Principal Component Analysis (PCA) is one of the most widely used linear techniques for dimension reduction. PCA transforms the original variables into orthogonal components that capture the maximum variance in the data. This ensures that the reduced dataset is easier to analyze and interpret while retaining its underlying structure.

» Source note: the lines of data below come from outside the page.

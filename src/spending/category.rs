//! Spending categories: the built-in icons, references to them in requests,
//! and the category a spending ends up with once resolved.

use std::{fmt::Display, str::FromStr};

use serde::{Deserialize, Serialize};

use crate::database_id::DatabaseId;

/// The id reported for a spending that uses a built-in category.
pub const BUILT_IN_CATEGORY_ID: DatabaseId = -1;

/// The fixed categories every user can pick from.
///
/// Custom categories also use one of these as their icon.
#[derive(Clone, Copy, Debug, PartialEq, Eq, Hash, Serialize, Deserialize)]
#[serde(rename_all = "SCREAMING_SNAKE_CASE")]
pub enum SpendingCategory {
    Food,
    Transportation,
    BeautyOrFashion,
    ConvenienceStore,
    Education,
    Living,
    Health,
    Hobby,
    Travel,
    AlcoholOrEntertainment,
    MembershipOrFamilyEvent,
    Other,
}

impl SpendingCategory {
    pub const ALL: [SpendingCategory; 12] = [
        SpendingCategory::Food,
        SpendingCategory::Transportation,
        SpendingCategory::BeautyOrFashion,
        SpendingCategory::ConvenienceStore,
        SpendingCategory::Education,
        SpendingCategory::Living,
        SpendingCategory::Health,
        SpendingCategory::Hobby,
        SpendingCategory::Travel,
        SpendingCategory::AlcoholOrEntertainment,
        SpendingCategory::MembershipOrFamilyEvent,
        SpendingCategory::Other,
    ];

    /// The name used on the wire and in the database, e.g. "BEAUTY_OR_FASHION".
    pub fn as_str(&self) -> &'static str {
        match self {
            SpendingCategory::Food => "FOOD",
            SpendingCategory::Transportation => "TRANSPORTATION",
            SpendingCategory::BeautyOrFashion => "BEAUTY_OR_FASHION",
            SpendingCategory::ConvenienceStore => "CONVENIENCE_STORE",
            SpendingCategory::Education => "EDUCATION",
            SpendingCategory::Living => "LIVING",
            SpendingCategory::Health => "HEALTH",
            SpendingCategory::Hobby => "HOBBY",
            SpendingCategory::Travel => "TRAVEL",
            SpendingCategory::AlcoholOrEntertainment => "ALCOHOL_OR_ENTERTAINMENT",
            SpendingCategory::MembershipOrFamilyEvent => "MEMBERSHIP_OR_FAMILY_EVENT",
            SpendingCategory::Other => "OTHER",
        }
    }
}

impl Display for SpendingCategory {
    fn fmt(&self, f: &mut std::fmt::Formatter<'_>) -> std::fmt::Result {
        write!(f, "{}", self.as_str())
    }
}

/// The string did not name a built-in spending category.
#[derive(Debug, Clone, PartialEq, Eq, thiserror::Error)]
#[error("\"{0}\" is not a spending category")]
pub struct UnknownSpendingCategory(pub String);

impl FromStr for SpendingCategory {
    type Err = UnknownSpendingCategory;

    fn from_str(s: &str) -> Result<Self, Self::Err> {
        SpendingCategory::ALL
            .into_iter()
            .find(|category| category.as_str() == s)
            .ok_or_else(|| UnknownSpendingCategory(s.to_owned()))
    }
}

/// The category a spending request asks for.
///
/// Requests use the id `-1` to mean "no custom category"; that convention
/// stops at deserialization and everything past it uses this type.
#[derive(Clone, Copy, Debug, PartialEq, Eq)]
pub enum SpendingCategoryReference {
    BuiltIn(SpendingCategory),
    Custom(DatabaseId),
}

/// The concrete, authorized category of a spending.
///
/// For built-in categories `id` is [BUILT_IN_CATEGORY_ID].
#[derive(Clone, Copy, Debug, PartialEq, Eq, Serialize)]
#[serde(rename_all = "camelCase")]
pub struct ResolvedCategory {
    pub is_custom: bool,
    pub id: DatabaseId,
    pub icon: SpendingCategory,
}

impl ResolvedCategory {
    pub fn built_in(icon: SpendingCategory) -> Self {
        Self {
            is_custom: false,
            id: BUILT_IN_CATEGORY_ID,
            icon,
        }
    }

    pub fn custom(id: DatabaseId, icon: SpendingCategory) -> Self {
        Self {
            is_custom: true,
            id,
            icon,
        }
    }
}

/// The ways using a spending or custom category can fail.
#[derive(Debug, Clone, Copy, PartialEq, Eq, thiserror::Error)]
pub enum SpendingError {
    /// No custom category has the referenced id.
    #[error("the custom spending category does not exist")]
    CustomCategoryNotFound,

    /// The custom category belongs to a different user.
    #[error("the custom spending category belongs to another user")]
    CustomCategoryForbidden,

    /// No spending has the requested id.
    #[error("the spending does not exist")]
    SpendingNotFound,

    /// The spending belongs to a different user.
    #[error("the spending belongs to another user")]
    SpendingForbidden,

    /// The total of a day or month does not fit in an `i64`.
    #[error("the spending total is too large")]
    TotalOverflow,
}

#[cfg(test)]
mod spending_category_tests {
    use std::str::FromStr;

    use super::{SpendingCategory, UnknownSpendingCategory};

    #[test]
    fn from_str_accepts_every_category_name() {
        for category in SpendingCategory::ALL {
            assert_eq!(SpendingCategory::from_str(category.as_str()), Ok(category));
        }
    }

    #[test]
    fn from_str_rejects_unknown_name() {
        assert_eq!(
            SpendingCategory::from_str("CUSTOM"),
            Err(UnknownSpendingCategory("CUSTOM".to_owned()))
        );
    }

    #[test]
    fn serde_uses_screaming_snake_case() {
        let json = serde_json::to_string(&SpendingCategory::BeautyOrFashion).unwrap();

        assert_eq!(json, "\"BEAUTY_OR_FASHION\"");
    }
}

This project explores the application of PCA to a housing dataset. We utilize statistical tests such as Bartlett’s test and the Kaiser-Meyer-Olkin (KMO) test to evaluate the dataset’s suitability for PCA. Through visualization and interpretation, we aim to highlight the contributions of variables and the insights gained from dimension reduction.
Understanding the structure and characteristics of the dataset is a critical first step in any analysis. Here, we load the housing dataset and inspect its structure and contents.
# Load the Housing dataset
housing_data <- read.csv("/Users/mjay/Desktop/Data science and Business Analytics/unsupervised learning project /Housing.csv", sep=",")
# Display structure and first few rows
str(housing_data)
## 'data.frame': 545 obs. of 13 variables:
## $ price : int 13300000 12250000 12250000 12215000 11410000 10850000 10150000 10150000 9870000 9800000 ...
## $ area : int 7420 8960 9960 7500 7420 7500 8580 16200 8100 5750 ...
## $ bedrooms : int 4 4 3 4 4 3 4 5 4 3 ...
## $ bathrooms : int 2 4 2 2 1 3 3 3 1 2 ...
## $ stories : int 3 4 2 2 2 1 4 2 2 4 ...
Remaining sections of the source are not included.